In order to improve the possibilistic mean–Shannon entropy model, we empirically analyze the possibilistic mean–Yager entropy model (z = 1, z = 2, and z is infinity). We find that if we improve the diversification of the portfolio and maintain a high level of satisfaction, choosing the possibilistic mean–Yager entropy model with the condition that z is infinity would be more desirable. However, when z = 1 and z = 2, the Yager entropy function emphasizes the proximity of points in space and [ 1 / n ] = ( 1 / n , 1 / n , , 1 / n ) . Because of this definition, the portfolio model based on the concept of Yager entropy tends to make the portfolio produce the phenomenon of complete even distribution in Table 2, that is, the portfolio over–emphasizes the dispersion of assets.
In order to solve the over–average phenomenon that occurs in the possibilistic mean–Yager entropy model, we introduce the concept of proportional entropy. Finally, we empirically analyze the possibilistic mean–proportional entropy model (z = 1, z = 2, and z is infinity) and find that the results of the model can be said to be the middle status of the portfolio of possibilistic mean–Shannon entropy and possibilistic mean–Yager entropy.
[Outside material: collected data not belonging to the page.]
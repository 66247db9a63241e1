use std::path::Path;

use serde::{Deserialize, Serialize};

use crate::error::ConfigError;

/// Tuning knobs for [`StorageManager`](crate::StorageManager).
#[derive(Clone, Debug, PartialEq, Eq, Serialize, Deserialize)]
#[serde(default, deny_unknown_fields)]
pub struct ManagerConfig {
    /// Workers writing finalized blobs during `advance_to`.
    pub advance_workers: usize,
    /// Workers downloading expected metadata from the ledger.
    pub meta_download_workers: usize,
    /// Slots requested from the ledger per metadata batch.
    pub meta_batch_size: u64,
}

impl Default for ManagerConfig {
    fn default() -> Self {
        Self {
            advance_workers: 16,
            meta_download_workers: 32,
            meta_batch_size: 8000,
        }
    }
}

impl ManagerConfig {
    pub fn validate(&self) -> Result<(), ConfigError> {
        if self.advance_workers == 0 {
            return Err(ConfigError::Invalid {
                field: "advance_workers",
                reason: "must be at least 1".into(),
            });
        }
        if self.meta_download_workers == 0 {
            return Err(ConfigError::Invalid {
                field: "meta_download_workers",
                reason: "must be at least 1".into(),
            });
        }
        if self.meta_batch_size == 0 {
            return Err(ConfigError::Invalid {
                field: "meta_batch_size",
                reason: "must be at least 1".into(),
            });
        }
        Ok(())
    }

    /// Parse and validate a TOML document. Missing fields take defaults.
    pub fn from_toml_str(text: &str) -> Result<Self, ConfigError> {
        let config: Self = toml::from_str(text)?;
        config.validate()?;
        Ok(config)
    }

    pub fn load(path: &Path) -> Result<Self, ConfigError> {
        let text = std::fs::read_to_string(path)?;
        Self::from_toml_str(&text)
    }

    pub fn to_toml_string(&self) -> Result<String, ConfigError> {
        Ok(toml::to_string(self)?)
    }
}
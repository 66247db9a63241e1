use std::fmt;

use serde::{Deserialize, Serialize};

/// A block selector understood by the ledger client.
#[derive(Clone, Copy, Debug, PartialEq, Eq, Hash, Serialize, Deserialize)]
pub enum BlockId {
    Latest,
    Finalized,
    Number(u64),
}

impl fmt::Display for BlockId {
    fn fmt(&self, f: &mut fmt::Formatter<'_>) -> fmt::Result {
        match self {
            Self::Latest => write!(f, "latest"),
            Self::Finalized => write!(f, "finalized"),
            Self::Number(n) => write!(f, "#{n}"),
        }
    }
}

/// The slice of a block header the storage layer cares about.
#[derive(Clone, Copy, Debug, PartialEq, Eq, Serialize, Deserialize)]
pub struct BlockHeader {
    pub number: u64,
    pub hash: [u8; 32],
}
This portfolio not only achieves a certain rate of return, but also disperses the risk to some extent.

6. Conclusions

Entropy is a powerful tool for diversifying investments. In this paper, we consider different psychological states of investors in a fuzzy environment and establish several models based on four different entropies. In the end, we found that portfolio models based on different entropy have different characteristics. The possibilistic mean–Shannon entropy model solves the problem of the excessive concentrated investment in the possibilistic mean–variance model, but the dispersion is not enough. The possibilistic mean–Yager entropy model over–emphasizes the dispersion due to the definition of its own function, so it provides an investment pattern of equal weight distribution or approximate average distribution. The results of possibilistic mean–proportional entropy can be said to be the middle status of the portfolios of possibilistic mean–Shannon entropy and possibilistic mean–Yager entropy. This portfolio not only achieves a certain rate of return, but also disperses the risk to some extent.
In the future, we may do further study to characterize the investor’s psychological states through other functions, and search for the more realistic psychological state function. In addition, for the use of the function that characterizes the investor’s psychological states, in this paper, we only use k = 0.5, k = 1 and k = 2 for research. If we divide the investor’s risk attitude more specifically, we need to choose another risk adaptation value to express it. Similarly, the entropy we selected in this study is Shannon entropy, fuzzy entropy, Yager entropy and proportional entropy, but it does not mean that the portfolio model can only be established from these four entropies. In future research, we can also construct or use other entropies for empirical analysis.

Author Contributions

Conceptualization, X.D. and T.L.; methodology, T.L.; software, T.L.; validation, X.D. and C.C.; formal analysis, C.C.; investigation, X.D.; resources, T.L.; data curation, X.D.; writing—original draft preparation, T.L.; writing—review and editing, T.L. and C.C.; visualization, T.L.; supervision, X.D.; project administration, X.D.; funding acquisition, X.D. All authors have read and agreed to the published version of the manuscript.

Funding

This research was funded by the Humanities and Social Sciences Research and Planning Fund of the Ministry of Education of China, grant number 18YJAZH014–x2lxY9180090; the Natural Science Foundation of Guangdong Province, grant number 2019A1515011038; Soft Science of Guangdong Province, grant number 2018A070712002, 2019A101002118; Guangdong Graduate Education Innovation Program, grant number 2019SFKC07.

Conflicts of Interest

The authors declare no conflict of interest.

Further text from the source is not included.